Österreich gewährt eine Rückkehrprämie von 1000 Euro
Am Rande des EU-Gipfels vom Donnerstag äusserte sich auch Kanzler Nehammer differenzierter als in seinen Social-Media-Postings, in denen er ebenfalls rasche Rückführungen in Aussicht gestellt hatte. Es brauche jetzt ein Lagebild, um beurteilen zu können, wo in Syrien es sicher sei, um die Rückkehr dorthin zu ermöglichen. Derzeit müsse aber alles freiwillig erfolgen. Entscheidend sei, Syrer, die in ihr Land zurückkehren wollten, dabei aktiv zu unterstützen. Schon vor einer Woche hatte die Regierung beschlossen, in solchen Fällen eine Rückkehrprämie von 1000 Euro zu gewähren. Syrien brauche jetzt seine Bürger für den Wiederaufbau, erklärte der Kanzler.

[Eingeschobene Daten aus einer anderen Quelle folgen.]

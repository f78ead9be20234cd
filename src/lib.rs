//! # Strix
//!
//! Keep-alive HTTP/1.x transport for web-security scanning engines.
//!
//! Strix issues many concurrent requests against scan targets while reusing
//! persistent connections, parses responses from servers that bend the HTTP
//! specification, caps response sizes to protect the scanner itself, and
//! fingerprints requests so a cache can recognize duplicates without
//! touching the network.

pub mod cache;
pub mod client;
pub mod error;
pub mod fingerprint;
pub mod headers;
pub mod pool;
pub mod request;
pub mod response;
pub mod transport;
pub mod version;

// Re-exports
pub use cache::{CachedResponse, ResponseCache};
pub use client::Client;
pub use error::{Error, Result};
pub use fingerprint::{fingerprint, Fingerprint};
pub use pool::{ConnectionPool, Endpoint, PoolConfig, PoolStats, PooledConnection};
pub use request::Request;
pub use response::Response;
pub use transport::{Connector, TcpConnector, TransportStream};
pub use version::HttpVersion;
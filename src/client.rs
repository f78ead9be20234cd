//! Client glue: request emission and the cache → pool → parser flow.
//!
//! One exchange: compute the fingerprint, probe the cache, on a miss check
//! a connection out of the pool, put the request on the wire, parse the
//! head, and hand the caller a streaming `Response`. Every failure path
//! between acquire and the parsed head retires the connection explicitly.

use std::sync::Arc;
use std::time::{Duration, Instant};

use bytes::{Bytes, BytesMut};
use tokio::io::AsyncWriteExt;

use crate::cache::{CachedResponse, ResponseCache};
use crate::error::{Error, Result};
use crate::fingerprint::fingerprint;
use crate::headers::{validate_header_name, validate_header_value};
use crate::pool::{ConnectionPool, Endpoint, PoolConfig, PooledConnection, PoolStats};
use crate::request::Request;
use crate::response::Response;
use crate::transport::conn::{Connector, TcpConnector};
use crate::transport::h1;

/// Builder for [`Client`].
pub struct ClientBuilder {
    connector: Option<Arc<dyn Connector>>,
    pool: PoolConfig,
    max_body_size: Option<u64>,
}

impl ClientBuilder {
    /// Use a custom connector (the embedding engine injects TLS here).
    pub fn connector(mut self, connector: Arc<dyn Connector>) -> Self {
        self.connector = Some(connector);
        self
    }

    /// Cap on response body size; larger declared bodies are discarded
    /// before a single byte transfers.
    pub fn max_body_size(mut self, bytes: u64) -> Self {
        self.max_body_size = Some(bytes);
        self
    }

    /// Maximum concurrent connections per endpoint.
    pub fn max_per_endpoint(mut self, limit: usize) -> Self {
        self.pool.max_per_endpoint = limit;
        self
    }

    /// How long `acquire` waits for a connection slot.
    pub fn acquire_timeout(mut self, timeout: Duration) -> Self {
        self.pool.acquire_timeout = timeout;
        self
    }

    /// Idle connections older than this are not reused.
    pub fn max_idle(mut self, max_idle: Duration) -> Self {
        self.pool.max_idle = max_idle;
        self
    }

    pub fn build(self) -> Client {
        let connector = self
            .connector
            .unwrap_or_else(|| Arc::new(TcpConnector::new()));
        Client {
            pool: ConnectionPool::with_config(connector, self.pool),
            cache: ResponseCache::new(),
            max_body_size: self.max_body_size,
        }
    }
}

/// Scanner-facing HTTP transport client.
pub struct Client {
    pool: ConnectionPool,
    cache: ResponseCache,
    max_body_size: Option<u64>,
}

impl Default for Client {
    fn default() -> Self {
        Self::builder().build()
    }
}

impl Client {
    pub fn builder() -> ClientBuilder {
        ClientBuilder {
            connector: None,
            pool: PoolConfig::default(),
            max_body_size: None,
        }
    }

    pub fn new() -> Self {
        Self::default()
    }

    /// The connection pool, for direct acquire/release/retire and stats.
    pub fn pool(&self) -> &ConnectionPool {
        &self.pool
    }

    pub fn pool_stats(&self) -> PoolStats {
        self.pool.stats()
    }

    pub fn cache(&self) -> &ResponseCache {
        &self.cache
    }

    /// Perform one exchange, bypassing the cache. The returned response
    /// streams its body; the caller drives the cursor and closes it.
    pub async fn execute(&self, request: &Request) -> Result<Response> {
        let endpoint = Endpoint::from_url(request.url())?;
        let wire = emit_request(request)?;

        let started = Instant::now();
        let mut conn = self.pool.acquire(&endpoint).await?;

        if let Err(e) = write_request(&mut conn, &wire, request.body_bytes()).await {
            conn.retire("request write failed");
            return Err(e);
        }

        let mut buf = BytesMut::with_capacity(8192);
        let head = match h1::read_head(&mut conn, &mut buf, request.method()).await {
            Ok(head) => head,
            Err(e) => {
                conn.retire("response head parse failed");
                return Err(e);
            }
        };
        let wait = started.elapsed();

        Ok(Response::from_exchange(
            head,
            conn,
            buf,
            self.max_body_size,
            request.url().to_string(),
            wait,
        ))
    }

    /// Cache-fronted fetch: a hit never touches the pool; a miss performs
    /// the exchange, reads the body to completion and stores the snapshot.
    pub async fn fetch(&self, request: &Request) -> Result<Response> {
        let key = fingerprint(request)?;
        if let Some(hit) = self.cache.get(&key) {
            tracing::debug!(%key, url = %request.url(), "response served from cache");
            return Ok(hit.into_response());
        }

        let mut response = self.execute(request).await?;
        let body = response.read(None).await?;
        response.close();

        let entry = CachedResponse::from_response(&response, body);
        self.cache.store(key, entry.clone());
        Ok(entry.into_response())
    }
}

async fn write_request(
    conn: &mut PooledConnection,
    head: &[u8],
    body: Option<&Bytes>,
) -> Result<()> {
    let stream = conn
        .stream_mut()
        .ok_or_else(|| Error::connection("connection already closed"))?;
    stream
        .write_all(head)
        .await
        .map_err(|e| Error::connection(format!("failed to write request: {}", e)))?;
    if let Some(body) = body {
        stream
            .write_all(body)
            .await
            .map_err(|e| Error::connection(format!("failed to write body: {}", e)))?;
    }
    stream
        .flush()
        .await
        .map_err(|e| Error::connection(format!("failed to flush request: {}", e)))?;
    Ok(())
}

/// Serialize a request head to HTTP/1.1 wire form.
///
/// Request line in origin-form, Host derived from the URL, then the primary
/// and unredirected headers in insertion order (duplicates preserved).
/// `Connection: keep-alive` is appended when the caller set no Connection
/// header, and Content-Length when a body is present without one.
pub(crate) fn emit_request(request: &Request) -> Result<Vec<u8>> {
    for (name, value) in request.all_headers() {
        validate_header_name(name)?;
        validate_header_value(value)?;
    }

    let url = request.url();
    let mut wire = Vec::with_capacity(1024);

    wire.extend_from_slice(request.method().as_str().as_bytes());
    wire.push(b' ');
    let path = url.path();
    wire.extend_from_slice(if path.is_empty() { b"/" } else { path.as_bytes() });
    if let Some(query) = url.query() {
        wire.push(b'?');
        wire.extend_from_slice(query.as_bytes());
    }
    wire.extend_from_slice(b" HTTP/1.1\r\n");

    wire.extend_from_slice(b"Host: ");
    if let Some(host) = url.host_str() {
        wire.extend_from_slice(host.as_bytes());
        if let Some(port) = url.port() {
            wire.push(b':');
            wire.extend_from_slice(port.to_string().as_bytes());
        }
    }
    wire.extend_from_slice(b"\r\n");

    let mut has_connection = false;
    let mut has_content_length = false;
    let mut has_transfer_encoding = false;
    for (name, value) in request.all_headers() {
        // the Host line is already emitted from the URL
        if name.eq_ignore_ascii_case("host") {
            continue;
        }
        if name.eq_ignore_ascii_case("connection") {
            has_connection = true;
        }
        if name.eq_ignore_ascii_case("content-length") {
            has_content_length = true;
        }
        if name.eq_ignore_ascii_case("transfer-encoding") {
            has_transfer_encoding = true;
        }
        wire.extend_from_slice(name.as_bytes());
        wire.extend_from_slice(b": ");
        wire.extend_from_slice(value.as_bytes());
        wire.extend_from_slice(b"\r\n");
    }

    if !has_connection {
        wire.extend_from_slice(b"Connection: keep-alive\r\n");
    }

    if let Some(body) = request.body_bytes() {
        if !has_content_length && !has_transfer_encoding {
            wire.extend_from_slice(b"Content-Length: ");
            wire.extend_from_slice(body.len().to_string().as_bytes());
            wire.extend_from_slice(b"\r\n");
        }
    }

    wire.extend_from_slice(b"\r\n");
    Ok(wire)
}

Angesprochen auf die vom BFA eingeleiteten Aberkennungsverfahren, sprach Nehammer von einem rechtlich so vorgesehenen Prozess. Der Hauptfluchtgrund sei der Terror des Asad-Regimes gewesen, und dieser sei nun nicht mehr gegeben. Der Asylstatus werde auf Zeit gewährt und sei deshalb nun zu überprüfen. Die markigen Ansagen sind denn auch vor allem innenpolitisch zu sehen. In den letzten Monaten haben syrische Jugendbanden ebenso Schlagzeilen gemacht wie Familien, die viel Sozialhilfe beziehen. Dennoch ist die Strategie riskant, weil sie falsche Erwartungen rascher Abschiebungen schürt.